**Directions:**
The output is the lines below from the one with "pub fn contains(&self, property_name: &str)" through the one with "(Self::All, _) |", both included, printed exactly and with no other line.

Stored items:
// Licensed under the Apache License, Version 2.0 or the MIT License.
// SPDX-License-Identifier: Apache-2.0 OR MIT
// Copyright Tock Contributors 2022.

//! Public traits for interfaces between drivers.

pub mod clock;
pub mod reset;
pub mod time;
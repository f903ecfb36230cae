// Licensed under the Apache License, Version 2.0 or the MIT License.
// SPDX-License-Identifier: Apache-2.0 OR MIT
// Copyright Tock Contributors 2025.

//! Calibrated busy-wait loop.

use kernel::hil::time::BusyWait;

/// Busy waits by spinning, assuming roughly one loop iteration per CPU
/// cycle. Delays are at least as long as requested, often longer.
pub struct SpinDelay {
    loops_per_us: u32,
}

impl SpinDelay {
    pub const fn new(cpu_hz: u32) -> SpinDelay {
        let loops_per_us = cpu_hz / 1_000_000;
        SpinDelay {
            loops_per_us: if loops_per_us == 0 { 1 } else { loops_per_us },
        }
    }
}

impl BusyWait for SpinDelay {
    fn delay_us(&self, us: u32) {
        for _ in 0..us as u64 * self.loops_per_us as u64 {
            core::hint::spin_loop();
        }
    }
}
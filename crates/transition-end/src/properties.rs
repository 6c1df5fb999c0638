//! Property-set parsing for transition property lists.
//!
//! Callers and computed styles both name transition properties as
//! delimiter-separated strings ("left, width" or "left width"). Parsing is
//! total: any string yields a valid set, with empty input and the literal
//! `all` token both collapsing to the wildcard.

use serde::{Deserialize, Serialize};

/// A set of transition property names, or the wildcard.
///
/// The wildcard means "any property counts": as a caller filter it matches
/// every completion event, and as a resolved `transition-property` value it
/// makes any requested set active.
#[derive(Debug, Clone, PartialEq, Eq, Serialize, Deserialize)]
#[serde(tag = "type", rename_all = "snake_case")]
pub enum PropertySet {
    /// Match any property (CSS `transition-property: all`, or no filter given).
    All,
    /// Match exactly these property names.
    Named {
        /// Deduplicated names in source order.
        names: Vec<String>,
    },
}

impl Default for PropertySet {
    fn default() -> Self {
        Self::All
    }
}

impl PropertySet {
    /// Parse a comma/whitespace separated property list.
    ///
    /// Splits on one-or-more consecutive delimiters, so `"left,width"`,
    /// `"left, width"`, and `"left  width"` all parse to the same set.
    /// Empty or whitespace-only input yields [`PropertySet::All`], as does a
    /// list containing the `all` token.
    pub fn parse(input: &str) -> Self {
        let mut names: Vec<String> = Vec::new();
        for token in input.split(|c: char| c == ',' || c.is_whitespace()) {
            if token.is_empty() {
                continue;
            }
            if token == "all" {
                return Self::All;
            }
            if !names.iter().any(|n| n == token) {
                names.push(token.to_string());
            }
        }

        if names.is_empty() {
            Self::All
        } else {
            Self::Named { names }
        }
    }

    /// Whether this set is the wildcard.
    pub fn is_all(&self) -> bool {
        matches!(self, Self::All)
    }

    /// Whether a property name is in the set. The wildcard contains everything.
    pub fn contains(&self, property_name: &str) -> bool {
        match self {
            Self::All => true,
            Self::Named { names } => names.iter().any(|n| n == property_name),
        }
    }

    /// The named members, or `None` for the wildcard.
    pub fn names(&self) -> Option<&[String]> {
        match self {
            Self::All => None,
            Self::Named { names } => Some(names),
        }
    }

    /// Whether any member of this set appears in `other`.
    ///
    /// The wildcard intersects any non-empty set, including the wildcard.
    pub fn intersects(&self, other: &PropertySet) -> bool {
        match (self, other) {
            (Self::All, _) | (_, Self::All) => true,
            (Self::Named { names }, other) => names.iter().any(|n| other.contains(n)),
        }
    }
}

#[cfg(test)]
mod tests {
    use super::*;

    #[test]
    fn test_parse_is_delimiter_agnostic() {
        let comma = PropertySet::parse("left,width");
        let comma_space = PropertySet::parse("left, width");
        let spaces = PropertySet::parse("left  width");

        assert_eq!(comma, comma_space);
        assert_eq!(comma_space, spaces);
        assert_eq!(comma.names().unwrap(), ["left", "width"]);
    }

    #[test]
    fn test_parse_trims_boundary_delimiters() {
        let set = PropertySet::parse(" ,left width, ");
        assert_eq!(set.names().unwrap(), ["left", "width"]);
    }

    #[test]
    fn test_empty_input_is_wildcard() {
        assert!(PropertySet::parse("").is_all());
        assert!(PropertySet::parse("   ").is_all());
        assert!(PropertySet::parse(", ,").is_all());
    }

    #[test]
    fn test_all_token_is_wildcard() {
        assert!(PropertySet::parse("all").is_all());
        assert!(PropertySet::parse("left all width").is_all());
    }

    #[test]
    fn test_parse_deduplicates() {
        let set = PropertySet::parse("left left width");
        assert_eq!(set.names().unwrap(), ["left", "width"]);
    }

    #[test]
    fn test_contains() {
        let set = PropertySet::parse("left width");
        assert!(set.contains("left"));
        assert!(set.contains("width"));
        assert!(!set.contains("top"));
        assert!(PropertySet::All.contains("anything"));
    }

    #[test]
    fn test_intersects() {
        let requested = PropertySet::parse("left width");
        let resolved = PropertySet::parse("width top");
        assert!(requested.intersects(&resolved));

        let disjoint = PropertySet::parse("top height");
        assert!(!requested.intersects(&disjoint));

        assert!(PropertySet::All.intersects(&resolved));
        assert!(requested.intersects(&PropertySet::All));
    }
}
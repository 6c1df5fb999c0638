//! Error types for watch registration.
//!
//! Only two failure kinds exist, both raised synchronously from
//! [`TransitionWatcher::watch`](crate::watcher::TransitionWatcher::watch) when a
//! request is malformed. Everything else is a silent non-error: missing or
//! unparseable style data counts as "no transition", and completion events for
//! unrelated elements or properties are ignored.

/// A malformed watch request. Unrecoverable at the call site.
#[derive(Debug, Clone, Copy, PartialEq, Eq, thiserror::Error)]
pub enum WatchError {
    /// No target element was supplied.
    #[error("transition watch requires a target element")]
    MissingElement,
    /// Neither a flat callback nor a property-to-callback map was supplied.
    #[error("transition watch requires a callback or a property-to-callback map")]
    InvalidArguments,
}
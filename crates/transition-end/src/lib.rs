//! Transition-end watching for CSS-like property transitions.
//!
//! This crate invokes a callback once all transition-completion events for a
//! specified set of style properties have fired on a given element, falling
//! back to immediate invocation when no matching transition is configured.
//!
//! This crate provides:
//! - **Watch requests**: typed, builder-assembled registration shapes
//! - **Property sets**: delimiter-agnostic property-list parsing with an `all` wildcard
//! - **Activity detection**: one-shot computed-style admission check
//! - **Wave aggregation**: per-binding accumulation of completion events
//! - **Host adapter**: the seam to the embedding runtime's style and event systems
//!
//! # Architecture
//!
//! ```text
//! TransitionWatcher
//!   ├── watch(request)  → activity check → immediate fire | register binding
//!   └── deliver(event)  → route to bindings on the exact target element
//!
//! TransitionHost (adapter)
//!   ├── computed_style  → resolved transition-duration / transition-property
//!   └── subscribe/unsubscribe → completion-notification source
//! ```
//!
//! The embedding runtime owns scheduling: registration returns immediately,
//! and callbacks fire while it pumps completion events through `deliver`.

pub mod binding;
pub mod error;
pub mod events;
pub mod host;
pub mod properties;
pub mod request;
pub mod style;
pub mod watcher;

pub use binding::{Binding, BindingId, BindingProgress};
pub use error::WatchError;
pub use events::{ElementId, EventChannel, TransitionEndEvent};
pub use host::{MockHost, TransitionHost};
pub use properties::PropertySet;
pub use request::{TransitionCallback, WatchOutcome, WatchRequest};
pub use style::{has_active_transition, ComputedStyle};
pub use watcher::TransitionWatcher;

**Output for this exercise:**
    pub fn contains(&self, property_name: &str) -> bool {
        match self {
            Self::All => true,
            Self::Named { names } => names.iter().any(|n| n == property_name),
        }
    }

    /// The named members, or `None` for the wildcard.
    pub fn names(&self) -> Option<&[String]> {
        match self {
            Self::All => None,
            Self::Named { names } => Some(names),
        }
    }

    /// Whether any member of this set appears in `other`.
    ///
    /// The wildcard intersects any non-empty set, including the wildcard.
    pub fn intersects(&self, other: &PropertySet) -> bool {
        match (self, other) {
            (Self::All, _) | (_, Self::All) => true,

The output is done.